Daylight Saving

Eternity Playhouse, November 4

Rachel Gordon and Ian Stenlake. Photo: Helen White

Rachel Gordon and Ian Stenlake. Photo: Helen White

When Nick Enright wrote his 1989 rom-com Daylight Saving, it was a last-ditch effort. Had it not been a success, he had threatened to turn his back on playwriting.

But the play, which premiered at the Ensemble Theatre, was a big hit. Enright went on to a stellar career (cut sadly short when he died from melanoma in 2003) with writing credits including Cloudstreet, The Boy From Oz and the film Lorenzo’s Oil. He also wrote the book and lyrics for the musical Miracle City, currently enjoying a brilliant revival at the Hayes Theatre Co.

Darlinghurst Theatre Company is now staging Daylight Saving (with support form the Enright Family). It’s been lovingly directed by Adam Cook, who has chosen to keep it in its original 1980s time period, but the play itself feels rather dated and lightweight. The humour doesn’t zing in quite the same way that it did back in 1989 (the biggest laugh of the night is a sight gag: a huge, brick-like mobile phone) and its themes of loneliness in marriage, the passing of time and seizing the day don’t have quite the same traction – perhaps because we’ve heard them discussed so often.

Well constructed and elegantly written, the play is stylistically not dissimilar to Alan Ayckbourn or David Williamson. There are some deft, very funny one-liners that the cast deliver with consummate timing,  but the laughs are slow to build and rather sporadic.

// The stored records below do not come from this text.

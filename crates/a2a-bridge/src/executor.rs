//! The executor contract wrapped by [`AdapterAgent`](crate::AdapterAgent)

use async_trait::async_trait;
use std::sync::Arc;

/// Anything that turns a text input into a text output.
///
/// Execution is single-shot: one call, one complete answer, no partial output.
#[async_trait]
pub trait Executor: Send + Sync + 'static {
    /// Executor name, used as the default agent id and display name
    fn name(&self) -> &str;

    /// Human-readable description of what the executor does
    fn description(&self) -> &str;

    /// Run the executor on one input
    async fn execute(&self, input: &str) -> anyhow::Result<String>;
}

#[async_trait]
impl<E: Executor + ?Sized> Executor for Arc<E> {
    fn name(&self) -> &str {
        (**self).name()
    }

    fn description(&self) -> &str {
        (**self).description()
    }

    async fn execute(&self, input: &str) -> anyhow::Result<String> {
        (**self).execute(input).await
    }
}

#[async_trait]
impl<E: Executor + ?Sized> Executor for Box<E> {
    fn name(&self) -> &str {
        (**self).name()
    }

    fn description(&self) -> &str {
        (**self).description()
    }

    async fn execute(&self, input: &str) -> anyhow::Result<String> {
        (**self).execute(input).await
    }
}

Felicity (Rachel Gordon) is a successful restaurateur on Sydney’s northern beaches. She lives in a gorgeous house overlooking Pittwater and would seem to have it all. However, her husband Tom (Christopher Stollery), who manages a top-ranking but temperamental young tennis player Jason Strutt (Jacob Warner), devotes so much time to work that she is feeling increasingly lonely and under-valued.

This time, Tom has forgotten their wedding anniversary as he heads off overseas yet again. So when her old flame Joshua Makepeace (Ian Stenlake), to whom she lost her virginity in America as a student, appears out of the blue Felicity contemplates a romantic night. Somehow the fact that it’s the night that the clocks go back, gifting them an extra hour together, makes it seem even more special.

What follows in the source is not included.